■ What the task asks:
Look through the records below for the line with "but not supported". Return that line and each one after it up to and including the line with "pub const ALL: [SupportLevel;", exactly.

■ Data to process:

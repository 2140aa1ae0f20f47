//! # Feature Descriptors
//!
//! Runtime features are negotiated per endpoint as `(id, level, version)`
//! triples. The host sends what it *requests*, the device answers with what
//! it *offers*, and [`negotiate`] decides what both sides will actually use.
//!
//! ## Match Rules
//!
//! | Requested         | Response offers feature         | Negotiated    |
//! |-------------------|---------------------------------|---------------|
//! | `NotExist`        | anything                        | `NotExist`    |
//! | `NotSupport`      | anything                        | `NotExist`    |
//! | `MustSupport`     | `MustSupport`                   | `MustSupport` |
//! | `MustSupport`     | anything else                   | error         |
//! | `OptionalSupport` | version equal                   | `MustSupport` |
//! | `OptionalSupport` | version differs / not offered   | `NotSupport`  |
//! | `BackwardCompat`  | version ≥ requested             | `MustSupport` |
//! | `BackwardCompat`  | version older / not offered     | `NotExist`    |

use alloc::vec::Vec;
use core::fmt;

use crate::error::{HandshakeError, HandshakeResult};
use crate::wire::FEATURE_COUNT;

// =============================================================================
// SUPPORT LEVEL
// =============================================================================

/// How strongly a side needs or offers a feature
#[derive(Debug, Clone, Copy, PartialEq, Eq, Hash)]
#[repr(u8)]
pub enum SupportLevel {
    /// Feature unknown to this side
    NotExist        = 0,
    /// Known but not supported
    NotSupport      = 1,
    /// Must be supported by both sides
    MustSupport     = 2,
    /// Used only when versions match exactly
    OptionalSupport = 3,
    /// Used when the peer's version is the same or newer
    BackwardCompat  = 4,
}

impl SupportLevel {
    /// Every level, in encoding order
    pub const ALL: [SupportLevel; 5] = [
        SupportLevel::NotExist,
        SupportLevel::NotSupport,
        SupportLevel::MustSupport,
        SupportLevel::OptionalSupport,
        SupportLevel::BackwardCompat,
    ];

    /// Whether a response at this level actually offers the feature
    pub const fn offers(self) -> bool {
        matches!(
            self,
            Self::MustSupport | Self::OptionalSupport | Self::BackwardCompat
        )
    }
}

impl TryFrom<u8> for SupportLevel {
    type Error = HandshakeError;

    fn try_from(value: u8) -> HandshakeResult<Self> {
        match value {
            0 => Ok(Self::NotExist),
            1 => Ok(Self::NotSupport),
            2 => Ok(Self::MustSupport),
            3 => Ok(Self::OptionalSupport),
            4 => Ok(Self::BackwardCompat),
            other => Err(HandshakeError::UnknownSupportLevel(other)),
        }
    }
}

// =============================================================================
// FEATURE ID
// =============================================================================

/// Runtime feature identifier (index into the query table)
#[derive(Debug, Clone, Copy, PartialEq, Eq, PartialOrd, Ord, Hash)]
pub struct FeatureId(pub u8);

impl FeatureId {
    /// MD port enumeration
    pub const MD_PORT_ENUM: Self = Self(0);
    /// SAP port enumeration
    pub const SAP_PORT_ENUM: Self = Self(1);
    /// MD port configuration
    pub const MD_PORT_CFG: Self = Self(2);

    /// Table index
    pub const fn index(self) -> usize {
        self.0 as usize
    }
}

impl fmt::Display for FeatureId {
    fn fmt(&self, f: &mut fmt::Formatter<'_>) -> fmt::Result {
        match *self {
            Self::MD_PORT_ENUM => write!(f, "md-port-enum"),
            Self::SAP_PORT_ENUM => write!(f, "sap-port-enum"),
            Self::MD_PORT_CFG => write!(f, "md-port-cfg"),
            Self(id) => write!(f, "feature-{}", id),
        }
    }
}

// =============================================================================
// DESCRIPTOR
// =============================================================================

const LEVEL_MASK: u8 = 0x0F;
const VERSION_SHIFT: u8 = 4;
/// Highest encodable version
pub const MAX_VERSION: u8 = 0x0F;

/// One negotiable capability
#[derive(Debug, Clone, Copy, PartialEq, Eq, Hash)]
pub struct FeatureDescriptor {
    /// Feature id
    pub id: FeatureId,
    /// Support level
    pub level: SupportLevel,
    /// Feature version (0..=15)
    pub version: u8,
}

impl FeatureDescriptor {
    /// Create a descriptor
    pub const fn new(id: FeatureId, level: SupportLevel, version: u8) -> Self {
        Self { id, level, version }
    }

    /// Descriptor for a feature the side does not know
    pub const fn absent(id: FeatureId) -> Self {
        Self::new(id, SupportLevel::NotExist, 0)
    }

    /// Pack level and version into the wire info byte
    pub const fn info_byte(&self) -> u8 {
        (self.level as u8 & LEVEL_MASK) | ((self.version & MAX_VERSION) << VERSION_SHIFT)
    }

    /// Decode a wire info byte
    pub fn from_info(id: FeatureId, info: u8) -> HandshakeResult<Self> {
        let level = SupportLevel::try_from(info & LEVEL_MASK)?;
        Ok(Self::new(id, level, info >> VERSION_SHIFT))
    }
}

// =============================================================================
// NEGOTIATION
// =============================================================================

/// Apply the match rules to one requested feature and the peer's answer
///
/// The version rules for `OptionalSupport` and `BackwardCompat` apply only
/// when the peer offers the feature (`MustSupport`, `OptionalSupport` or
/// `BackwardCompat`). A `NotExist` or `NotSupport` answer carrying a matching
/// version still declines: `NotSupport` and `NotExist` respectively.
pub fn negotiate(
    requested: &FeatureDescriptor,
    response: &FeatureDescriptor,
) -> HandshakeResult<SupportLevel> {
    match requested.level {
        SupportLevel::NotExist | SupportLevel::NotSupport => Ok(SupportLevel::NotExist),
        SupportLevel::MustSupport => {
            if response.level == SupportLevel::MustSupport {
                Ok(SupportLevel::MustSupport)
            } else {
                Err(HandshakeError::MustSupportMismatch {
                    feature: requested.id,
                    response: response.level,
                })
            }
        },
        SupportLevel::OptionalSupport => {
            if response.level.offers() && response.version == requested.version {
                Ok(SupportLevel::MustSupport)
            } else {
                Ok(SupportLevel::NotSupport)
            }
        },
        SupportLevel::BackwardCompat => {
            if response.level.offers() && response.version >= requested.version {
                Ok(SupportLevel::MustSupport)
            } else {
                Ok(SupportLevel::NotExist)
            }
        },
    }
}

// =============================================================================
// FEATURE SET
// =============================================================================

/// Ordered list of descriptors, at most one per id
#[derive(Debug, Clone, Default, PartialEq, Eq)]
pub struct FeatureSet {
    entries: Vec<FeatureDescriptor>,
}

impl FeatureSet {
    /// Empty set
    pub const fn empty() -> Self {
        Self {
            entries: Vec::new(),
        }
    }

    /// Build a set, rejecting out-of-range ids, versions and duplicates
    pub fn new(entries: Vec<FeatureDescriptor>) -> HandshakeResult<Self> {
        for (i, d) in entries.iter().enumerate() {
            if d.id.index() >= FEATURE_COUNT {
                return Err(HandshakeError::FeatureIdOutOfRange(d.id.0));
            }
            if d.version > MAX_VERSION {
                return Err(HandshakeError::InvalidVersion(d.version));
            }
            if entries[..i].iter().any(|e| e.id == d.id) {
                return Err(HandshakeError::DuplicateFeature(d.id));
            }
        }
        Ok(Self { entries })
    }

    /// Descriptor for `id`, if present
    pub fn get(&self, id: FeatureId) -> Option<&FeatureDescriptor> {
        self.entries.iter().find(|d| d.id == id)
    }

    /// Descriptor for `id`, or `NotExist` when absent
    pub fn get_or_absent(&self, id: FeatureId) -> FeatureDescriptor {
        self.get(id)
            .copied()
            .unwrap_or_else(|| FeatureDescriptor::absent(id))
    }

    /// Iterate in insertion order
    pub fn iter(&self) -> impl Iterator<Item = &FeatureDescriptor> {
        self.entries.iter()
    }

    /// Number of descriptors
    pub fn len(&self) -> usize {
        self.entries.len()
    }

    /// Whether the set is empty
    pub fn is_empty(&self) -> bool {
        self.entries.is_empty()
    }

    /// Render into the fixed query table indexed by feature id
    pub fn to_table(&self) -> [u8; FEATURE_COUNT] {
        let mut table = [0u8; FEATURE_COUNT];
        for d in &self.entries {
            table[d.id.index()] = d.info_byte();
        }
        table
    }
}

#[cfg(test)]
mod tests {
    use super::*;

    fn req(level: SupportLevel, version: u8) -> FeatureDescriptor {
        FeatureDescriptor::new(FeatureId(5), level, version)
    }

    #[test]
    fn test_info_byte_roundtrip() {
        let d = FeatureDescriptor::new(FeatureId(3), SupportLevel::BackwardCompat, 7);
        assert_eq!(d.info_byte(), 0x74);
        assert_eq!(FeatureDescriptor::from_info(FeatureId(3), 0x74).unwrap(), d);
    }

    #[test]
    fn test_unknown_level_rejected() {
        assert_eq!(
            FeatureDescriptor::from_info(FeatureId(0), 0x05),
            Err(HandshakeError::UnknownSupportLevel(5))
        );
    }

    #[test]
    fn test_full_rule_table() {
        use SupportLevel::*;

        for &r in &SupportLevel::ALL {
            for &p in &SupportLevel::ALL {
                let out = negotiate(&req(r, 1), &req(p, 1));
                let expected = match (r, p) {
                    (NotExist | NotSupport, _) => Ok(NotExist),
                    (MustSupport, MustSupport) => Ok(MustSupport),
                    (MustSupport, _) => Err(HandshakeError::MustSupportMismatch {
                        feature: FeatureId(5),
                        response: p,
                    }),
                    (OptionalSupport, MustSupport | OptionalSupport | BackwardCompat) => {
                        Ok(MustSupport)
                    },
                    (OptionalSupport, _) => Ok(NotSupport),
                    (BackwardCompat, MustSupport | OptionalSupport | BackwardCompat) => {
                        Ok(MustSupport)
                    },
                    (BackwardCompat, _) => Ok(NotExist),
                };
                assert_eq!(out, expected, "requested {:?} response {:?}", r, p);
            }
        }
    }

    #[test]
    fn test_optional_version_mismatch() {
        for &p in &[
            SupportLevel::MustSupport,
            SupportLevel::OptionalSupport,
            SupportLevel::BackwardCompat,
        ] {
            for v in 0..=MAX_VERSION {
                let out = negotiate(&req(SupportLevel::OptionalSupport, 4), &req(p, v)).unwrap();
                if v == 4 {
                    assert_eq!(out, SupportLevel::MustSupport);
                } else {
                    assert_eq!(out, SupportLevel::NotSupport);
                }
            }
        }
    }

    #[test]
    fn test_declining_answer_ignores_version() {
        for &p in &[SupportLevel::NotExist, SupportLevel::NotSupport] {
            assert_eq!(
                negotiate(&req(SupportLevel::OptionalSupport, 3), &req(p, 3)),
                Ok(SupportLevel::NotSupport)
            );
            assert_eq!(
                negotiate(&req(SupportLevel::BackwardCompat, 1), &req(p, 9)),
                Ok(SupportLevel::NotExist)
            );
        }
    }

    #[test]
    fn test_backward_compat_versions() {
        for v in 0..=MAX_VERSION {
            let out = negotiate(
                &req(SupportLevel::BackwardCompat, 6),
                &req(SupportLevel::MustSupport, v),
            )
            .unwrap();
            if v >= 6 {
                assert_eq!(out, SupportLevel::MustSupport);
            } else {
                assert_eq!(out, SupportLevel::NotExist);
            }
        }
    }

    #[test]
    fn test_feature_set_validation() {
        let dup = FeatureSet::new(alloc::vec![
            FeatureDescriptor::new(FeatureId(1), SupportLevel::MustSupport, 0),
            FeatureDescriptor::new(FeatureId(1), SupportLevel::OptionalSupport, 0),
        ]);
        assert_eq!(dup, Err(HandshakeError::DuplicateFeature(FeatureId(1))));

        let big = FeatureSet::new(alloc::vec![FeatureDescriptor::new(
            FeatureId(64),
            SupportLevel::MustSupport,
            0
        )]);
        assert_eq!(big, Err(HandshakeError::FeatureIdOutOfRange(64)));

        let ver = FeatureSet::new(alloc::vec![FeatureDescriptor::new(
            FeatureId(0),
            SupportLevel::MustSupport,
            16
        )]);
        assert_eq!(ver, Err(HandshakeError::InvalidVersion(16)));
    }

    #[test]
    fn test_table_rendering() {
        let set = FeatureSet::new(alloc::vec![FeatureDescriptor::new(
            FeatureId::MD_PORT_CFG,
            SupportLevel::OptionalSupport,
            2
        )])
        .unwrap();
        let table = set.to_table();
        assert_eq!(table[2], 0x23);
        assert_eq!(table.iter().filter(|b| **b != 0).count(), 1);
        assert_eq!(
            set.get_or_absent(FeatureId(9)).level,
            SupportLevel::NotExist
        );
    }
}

■ Task output:
    /// Known but not supported
    NotSupport      = 1,
    /// Must be supported by both sides
    MustSupport     = 2,
    /// Used only when versions match exactly
    OptionalSupport = 3,
    /// Used when the peer's version is the same or newer
    BackwardCompat  = 4,
}

impl SupportLevel {
    /// Every level, in encoding order
    pub const ALL: [SupportLevel; 5] = [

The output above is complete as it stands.